Last reviewed on RxList: 1/22/2021

What is Barhemsys and how is it used?

Barhemsys (amisulpride) is a dopamine-2 (D2) antagonist indicated in adults to prevent postoperative nausea and vomiting (PONV), either alone or in combination with an antiemetic of a different class, and to treat PONV in patients who have received antiemetic prophylaxis with an agent of a different class or have not received prophylaxis.

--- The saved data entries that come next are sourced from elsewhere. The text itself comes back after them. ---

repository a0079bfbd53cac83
use std::collections::BTreeMap;

use async_trait::async_trait;
use reel_core::{BookingError, CatalogRepository, Movie, MovieId, Showtime, ShowtimeId};
use tracing::info;

use crate::seed::{CatalogSeed, SeedError};

/// Immutable catalog held in memory. Shared behind an `Arc` without locking.
///
/// Seat counts reported here are the seeded ones; the live counter belongs
/// to the ledger.
#[derive(Debug, Clone, Default)]
pub struct InMemoryCatalog {
    movies: BTreeMap<MovieId, Movie>,
    showtimes: BTreeMap<ShowtimeId, Showtime>,
}

impl InMemoryCatalog {
    pub fn from_seed(seed: CatalogSeed) -> Result<Self, SeedError> {
        let (movies, showtimes) = seed.into_records()?;
        info!("Catalog seeded with {} movies and {} showtimes", movies.len(), showtimes.len());

        Ok(Self {
            movies: movies.into_iter().map(|m| (m.id, m)).collect(),
            showtimes: showtimes.into_iter().map(|s| (s.id, s)).collect(),
        })
    }

    pub fn movie(&self, id: MovieId) -> Option<&Movie> {
        self.movies.get(&id)
    }

    pub fn showtime(&self, id: ShowtimeId) -> Option<&Showtime> {
        self.showtimes.get(&id)
    }

    pub fn showtimes(&self) -> impl Iterator<Item = &Showtime> {
        self.showtimes.values()
    }

    /// Movie/showtime pairs ordered by movie id, then show time, then showtime id.
    pub fn listing(&self) -> Vec<(Movie, Showtime)> {
        let mut rows: Vec<(Movie, Showtime)> = self
            .showtimes
            .values()
            .filter_map(|s| self.movies.get(&s.movie_id).map(|m| (m.clone(), s.clone())))
            .collect();

        rows.sort_by(|(a_movie, a_show), (b_movie, b_show)| {
            a_movie
                .id
                .cmp(&b_movie.id)
                .then(a_show.show_time.cmp(&b_show.show_time))
                .then(a_show.id.cmp(&b_show.id))
        });
        rows
    }
}

#[async_trait]
impl CatalogRepository for InMemoryCatalog {
    async fn get_movie(&self, id: MovieId) -> Result<Option<Movie>, BookingError> {
        Ok(self.movie(id).cloned())
    }

    async fn get_showtime(&self, id: ShowtimeId) -> Result<Option<Showtime>, BookingError> {
        Ok(self.showtime(id).cloned())
    }

    async fn list_movies(&self) -> Result<Vec<Movie>, BookingError> {
        Ok(self.movies.values().cloned().collect())
    }

    async fn list_movies_with_showtimes(&self) -> Result<Vec<(Movie, Showtime)>, BookingError> {
        Ok(self.listing())
    }
}
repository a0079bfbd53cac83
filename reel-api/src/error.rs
use axum::{
    extract::rejection::{JsonRejection, PathRejection},
    http::StatusCode,
    response::{IntoResponse, Response},
    Json,
};
use reel_core::BookingError;
use serde_json::json;

#[derive(Debug)]
pub struct AppError(pub BookingError);

impl AppError {
    pub fn status(&self) -> StatusCode {
        match &self.0 {
            BookingError::ValidationError { .. } => StatusCode::BAD_REQUEST,
            BookingError::NotFound { .. } => StatusCode::NOT_FOUND,
            BookingError::InsufficientSeats { .. } => StatusCode::CONFLICT,
            BookingError::StorageUnavailable(_) => StatusCode::SERVICE_UNAVAILABLE,
            BookingError::InvariantViolation(_) => StatusCode::INTERNAL_SERVER_ERROR,
        }
    }
}

impl IntoResponse for AppError {
    fn into_response(self) -> Response {
        let status = self.status();
        let kind = self.0.kind();
        let error_message = match self.0 {
            BookingError::InvariantViolation(msg) => {
                // Already reported as a defect where it was detected.
                tracing::error!("Refusing request after invariant violation: {}", msg);
                "Internal Server Error".to_string()
            }
            err @ BookingError::StorageUnavailable(_) => {
                tracing::warn!("Storage unavailable: {}", err);
                "Storage temporarily unavailable, please retry".to_string()
            }
            err => err.to_string(),
        };

        let body = Json(json!({
            "error": error_message,
            "kind": kind,
        }));

        (status, body).into_response()
    }
}

impl From<BookingError> for AppError {
    fn from(err: BookingError) -> Self {
        AppError(err)
    }
}

impl From<JsonRejection> for AppError {
    fn from(rejection: JsonRejection) -> Self {
        AppError(BookingError::validation("body", rejection.body_text()))
    }
}

impl From<PathRejection> for AppError {
    fn from(rejection: PathRejection) -> Self {
        AppError(BookingError::validation("id", rejection.body_text()))
    }
}
use serde::{Serialize, Deserialize, Serializer};
use std::fmt;

/// Wraps customer contact data so it never shows up in `Debug` or `Display` output.
/// Serialization passes the real value through, API responses need it.
#[derive(Clone, PartialEq, Eq, Deserialize)]
#[serde(transparent)]
pub struct Masked<T>(pub T);

impl<T> fmt::Debug for Masked<T> {
    fn fmt(&self, f: &mut fmt::Formatter<'_>) -> fmt::Result {
        write!(f, "********")
    }
}

impl<T> fmt::Display for Masked<T> {
    fn fmt(&self, f: &mut fmt::Formatter<'_>) -> fmt::Result {
        write!(f, "********")
    }
}

impl<T: Serialize> Serialize for Masked<T> {
    fn serialize<S>(&self, serializer: S) -> Result<S::Ok, S::Error>
    where
        S: Serializer,
    {
        self.0.serialize(serializer)
    }
}

impl<T> Masked<T> {
    pub fn new(value: T) -> Self {
        Self(value)
    }

    pub fn expose(&self) -> &T {
        &self.0
    }

    pub fn into_inner(self) -> T {
        self.0
    }
}
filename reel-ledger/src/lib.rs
pub mod ledger;
pub mod service;

pub use ledger::MemoryLedger;
pub use service::BookingService;
use axum::{
    routing::get,
    Router,
    http::Method,
    Json,
};
use serde_json::{json, Value};
use tower_http::cors::CorsLayer;
use tower_http::trace::TraceLayer;

pub mod bookings;
pub mod catalog;
pub mod error;
pub mod extract;
pub mod state;
pub mod stream;

pub use state::AppState;

pub fn app(state: AppState) -> Router {
    let cors = CorsLayer::new()
        .allow_origin(tower_http::cors::Any)
        .allow_methods([Method::GET, Method::POST, Method::DELETE, Method::OPTIONS])
        .allow_headers([
            axum::http::header::CONTENT_TYPE,
            axum::http::header::USER_AGENT,
        ]);

    Router::new()
        .route("/health", get(health))
        .merge(catalog::routes())
        .merge(bookings::routes())
        .merge(stream::routes())
        .layer(cors)
        .layer(TraceLayer::new_for_http())
        .with_state(state)
}

async fn health() -> Json<Value> {
    Json(json!({ "status": "ok" }))
}
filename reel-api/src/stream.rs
use std::convert::Infallible;

use axum::{
    extract::State,
    response::sse::{Event, KeepAlive, Sse},
    routing::get,
    Router,
};
use futures_util::{Stream, StreamExt};
use reel_core::ShowtimeId;
use tokio_stream::wrappers::BroadcastStream;
use tracing::{debug, warn};

use crate::error::AppError;
use crate::extract::PathParam;
use crate::state::AppState;

pub fn routes() -> Router<AppState> {
    Router::new().route("/v1/showtimes/{id}/stream", get(showtime_stream))
}

/// Live seat updates for one showtime.
async fn showtime_stream(
    State(state): State<AppState>,
    PathParam(showtime_id): PathParam<ShowtimeId>,
) -> Result<Sse<impl Stream<Item = Result<Event, Infallible>>>, AppError> {
    state.service.get_showtime(showtime_id).await?;
    debug!("SSE subscriber attached to showtime {}", showtime_id);

    let stream = BroadcastStream::new(state.events.subscribe()).filter_map(move |received| async move {
        match received {
            Ok(event) if event.showtime_id() == showtime_id => Event::default()
                .event(event.name())
                .json_data(&event)
                .ok()
                .map(Ok::<_, Infallible>),
            Ok(_) => None,
            Err(lagged) => {
                warn!("SSE subscriber for showtime {} fell behind: {}", showtime_id, lagged);
                None
            }
        }
    });

    Ok(Sse::new(stream).keep_alive(KeepAlive::default()))
}
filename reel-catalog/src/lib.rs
pub mod catalog;
pub mod seed;

pub use catalog::InMemoryCatalog;
pub use seed::{CatalogSeed, SeedError};
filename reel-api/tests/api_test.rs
use std::time::Duration;

use axum::{
    body::{to_bytes, Body, BodyDataStream},
    http::{header::CONTENT_TYPE, Request, StatusCode},
    Router,
};
use futures_util::StreamExt;
use reel_api::{app, AppState};
use reel_store::app_config::Config;
use serde_json::{json, Value};
use tower::ServiceExt;

async fn test_app(require_phone_number: bool) -> Router {
    let seed = concat!(env!("CARGO_MANIFEST_DIR"), "/../config/catalog.json");
    let config = Config::from_toml(&format!(
        r#"
        [server]
        port = 0

        [storage]
        backend = "memory"

        [catalog]
        seed_file = "{seed}"

        [booking]
        lock_wait_ms = 500
        require_phone_number = {require_phone_number}
        "#
    ))
    .unwrap();

    let (state, db) = AppState::from_config(&config).await.unwrap();
    assert!(db.is_none());
    app(state)
}

async fn send(app: &Router, request: Request<Body>) -> (StatusCode, Value) {
    let response = app.clone().oneshot(request).await.unwrap();
    let status = response.status();
    let bytes = to_bytes(response.into_body(), usize::MAX).await.unwrap();
    let body = if bytes.is_empty() {
        Value::Null
    } else {
        serde_json::from_slice(&bytes).unwrap()
    };
    (status, body)
}

fn get(uri: &str) -> Request<Body> {
    Request::builder().uri(uri).body(Body::empty()).unwrap()
}

fn delete(uri: &str) -> Request<Body> {
    Request::builder().method("DELETE").uri(uri).body(Body::empty()).unwrap()
}

fn post_booking(body: Value) -> Request<Body> {
    Request::builder()
        .method("POST")
        .uri("/v1/bookings")
        .header("content-type", "application/json")
        .body(Body::from(body.to_string()))
        .unwrap()
}

#[tokio::test]
async fn test_health() {
    let app = test_app(true).await;
    let (status, body) = send(&app, get("/health")).await;
    assert_eq!(status, StatusCode::OK);
    assert_eq!(body["status"], "ok");
}

#[tokio::test]
async fn test_catalog_reads() {
    let app = test_app(true).await;

    let (status, movies) = send(&app, get("/v1/movies")).await;
    assert_eq!(status, StatusCode::OK);
    assert_eq!(movies.as_array().unwrap().len(), 5);
    assert_eq!(movies[0]["title"], "Inception");

    let (status, listing) = send(&app, get("/v1/showtimes")).await;
    assert_eq!(status, StatusCode::OK);
    let rows = listing.as_array().unwrap();
    assert_eq!(rows.len(), 5);
    assert!(rows.iter().all(|row| row["available_seats"] == 150));

    let (status, body) = send(&app, get("/v1/movies/42")).await;
    assert_eq!(status, StatusCode::NOT_FOUND);
    assert_eq!(body["kind"], "NOT_FOUND");
}

#[tokio::test]
async fn test_book_then_cancel() {
    let app = test_app(true).await;

    let (status, booking) = send(
        &app,
        post_booking(json!({
            "showtime_id": 1,
            "customer_name": "Ada Lovelace",
            "phone_number": "+15550100",
            "seats": 2
        })),
    )
    .await;
    assert_eq!(status, StatusCode::CREATED);
    assert_eq!(booking["booking_id"], 1);
    assert_eq!(booking["seats_booked"], 2);
    assert!(booking.get("phone_number").is_none());

    let (_, showtime) = send(&app, get("/v1/showtimes/1")).await;
    assert_eq!(showtime["available_seats"], 148);

    let (status, bookings) = send(&app, get("/v1/bookings")).await;
    assert_eq!(status, StatusCode::OK);
    assert_eq!(bookings.as_array().unwrap().len(), 1);

    let (status, cancelled) = send(&app, delete("/v1/bookings/1")).await;
    assert_eq!(status, StatusCode::OK);
    assert_eq!(cancelled["booking_id"], 1);

    let (_, showtime) = send(&app, get("/v1/showtimes/1")).await;
    assert_eq!(showtime["available_seats"], 150);

    let (status, body) = send(&app, delete("/v1/bookings/1")).await;
    assert_eq!(status, StatusCode::NOT_FOUND);
    assert_eq!(body["kind"], "NOT_FOUND");

    let (status, _) = send(&app, get("/v1/bookings/1")).await;
    assert_eq!(status, StatusCode::NOT_FOUND);
}

#[tokio::test]
async fn test_booking_errors_map_to_status() {
    let app = test_app(true).await;

    let (status, body) = send(
        &app,
        post_booking(json!({ "showtime_id": 1, "customer_name": "John3", "phone_number": "555", "seats": 1 })),
    )
    .await;
    assert_eq!(status, StatusCode::BAD_REQUEST);
    assert_eq!(body["kind"], "VALIDATION_ERROR");

    let (status, _) = send(
        &app,
        post_booking(json!({ "showtime_id": 1, "customer_name": "Jane Doe", "seats": 1 })),
    )
    .await;
    assert_eq!(status, StatusCode::BAD_REQUEST);

    let (status, body) = send(
        &app,
        post_booking(json!({ "showtime_id": 999, "customer_name": "Jane Doe", "phone_number": "555", "seats": 1 })),
    )
    .await;
    assert_eq!(status, StatusCode::NOT_FOUND);
    assert_eq!(body["kind"], "NOT_FOUND");

    let (status, body) = send(
        &app,
        post_booking(json!({ "showtime_id": 2, "customer_name": "Jane Doe", "phone_number": "555", "seats": 151 })),
    )
    .await;
    assert_eq!(status, StatusCode::CONFLICT);
    assert_eq!(body["kind"], "INSUFFICIENT_SEATS");

    let (_, showtime) = send(&app, get("/v1/showtimes/2")).await;
    assert_eq!(showtime["available_seats"], 150);
}

#[tokio::test]
async fn test_phone_optional_policy() {
    let app = test_app(false).await;

    let (status, booking) = send(
        &app,
        post_booking(json!({ "showtime_id": 3, "customer_name": "Jane Doe", "seats": 4 })),
    )
    .await;
    assert_eq!(status, StatusCode::CREATED);
    assert_eq!(booking["showtime_id"], 3);
}

#[tokio::test]
async fn test_stream_unknown_showtime() {
    let app = test_app(true).await;
    let (status, _) = send(&app, get("/v1/showtimes/999/stream")).await;
    assert_eq!(status, StatusCode::NOT_FOUND);
}

#[tokio::test]
async fn test_malformed_input_is_a_validation_error() {
    let app = test_app(true).await;

    let (status, body) = send(
        &app,
        post_booking(json!({ "showtime_id": 1, "customer_name": "Jane Doe", "phone_number": "555", "seats": "two" })),
    )
    .await;
    assert_eq!(status, StatusCode::BAD_REQUEST);
    assert_eq!(body["kind"], "VALIDATION_ERROR");
    assert!(body["error"].as_str().unwrap().contains("seats"));

    let (status, body) = send(
        &app,
        post_booking(json!({ "showtime_id": 1, "customer_name": "Jane Doe", "phone_number": "555" })),
    )
    .await;
    assert_eq!(status, StatusCode::BAD_REQUEST);
    assert_eq!(body["kind"], "VALIDATION_ERROR");

    for uri in ["/v1/bookings/abc", "/v1/movies/abc", "/v1/showtimes/abc"] {
        let (status, body) = send(&app, get(uri)).await;
        assert_eq!(status, StatusCode::BAD_REQUEST, "{uri}");
        assert_eq!(body["kind"], "VALIDATION_ERROR", "{uri}");
    }

    let (status, body) = send(&app, delete("/v1/bookings/abc")).await;
    assert_eq!(status, StatusCode::BAD_REQUEST);
    assert_eq!(body["kind"], "VALIDATION_ERROR");

    let (_, showtime) = send(&app, get("/v1/showtimes/1")).await;
    assert_eq!(showtime["available_seats"], 150);
}

/// Reads SSE frames until one complete event has arrived and returns its
/// name and JSON payload.
async fn next_event(frames: &mut BodyDataStream) -> (String, Value) {
    let mut buffer = String::new();
    while !buffer.contains("\n\n") {
        let chunk = tokio::time::timeout(Duration::from_secs(2), frames.next())
            .await
            .expect("event within two seconds")
            .expect("stream still open")
            .unwrap();
        buffer.push_str(&String::from_utf8_lossy(&chunk));
    }

    let mut name = String::new();
    let mut data = Value::Null;
    for line in buffer.lines() {
        if let Some(value) = line.strip_prefix("event: ") {
            name = value.to_string();
        } else if let Some(value) = line.strip_prefix("data: ") {
            data = serde_json::from_str(value).unwrap();
        }
    }
    (name, data)
}

#[tokio::test]
async fn test_stream_delivers_committed_events_for_its_showtime() {
    let app = test_app(true).await;

    let response = app.clone().oneshot(get("/v1/showtimes/1/stream")).await.unwrap();
    assert_eq!(response.status(), StatusCode::OK);
    assert!(response.headers()[CONTENT_TYPE]
        .to_str()
        .unwrap()
        .starts_with("text/event-stream"));
    let mut frames = response.into_body().into_data_stream();

    let (status, _) = send(
        &app,
        post_booking(json!({ "showtime_id": 1, "customer_name": "Jane Doe", "phone_number": "555", "seats": 151 })),
    )
    .await;
    assert_eq!(status, StatusCode::CONFLICT);

    let (status, _) = send(
        &app,
        post_booking(json!({ "showtime_id": 2, "customer_name": "Jane Doe", "phone_number": "555", "seats": 2 })),
    )
    .await;
    assert_eq!(status, StatusCode::CREATED);

    let (status, booking) = send(
        &app,
        post_booking(json!({ "showtime_id": 1, "customer_name": "Ada Lovelace", "phone_number": "555", "seats": 3 })),
    )
    .await;
    assert_eq!(status, StatusCode::CREATED);
    let booking_id = booking["booking_id"].as_i64().unwrap();

    let (name, data) = next_event(&mut frames).await;
    assert_eq!(name, "booked");
    assert_eq!(data["type"], "BOOKED");
    assert_eq!(data["showtime_id"], 1);
    assert_eq!(data["booking_id"], booking_id);
    assert_eq!(data["seats"], 3);
    assert_eq!(data["available_seats"], 147);

    let (status, _) = send(&app, delete(&format!("/v1/bookings/{booking_id}"))).await;
    assert_eq!(status, StatusCode::OK);

    let (name, data) = next_event(&mut frames).await;
    assert_eq!(name, "cancelled");
    assert_eq!(data["showtime_id"], 1);
    assert_eq!(data["available_seats"], 150);

    let quiet = tokio::time::timeout(Duration::from_millis(200), frames.next()).await;
    assert!(quiet.is_err(), "no further events for showtime 1");
}
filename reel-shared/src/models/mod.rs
pub mod events;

What are side effects of Barhemsys?

Side effects of Barhemsys include:

  • increased blood prolactin concentrations,
  • chills,
  • low blood potassium (hypokalemia),
  • procedural low blood pressure (hypotension),
  • abdominal distension, and
  • infusion site pain

DESCRIPTION

The active ingredient of BARHEMSYS is amisulpride, a dopamine-2 (D2) receptor antagonist. Its chemical name is 4-Amino-N-[(1-ethyl-2-pyrrolidinyl)methyl]-5(ethylsulfonyl)-o-anisamide. It has the following chemical structure:

BARHEMSYS® (amisulpride) Structural Formula Illustration

The empirical formula is C17H27N3O4S representing a molecular weight of 369.48.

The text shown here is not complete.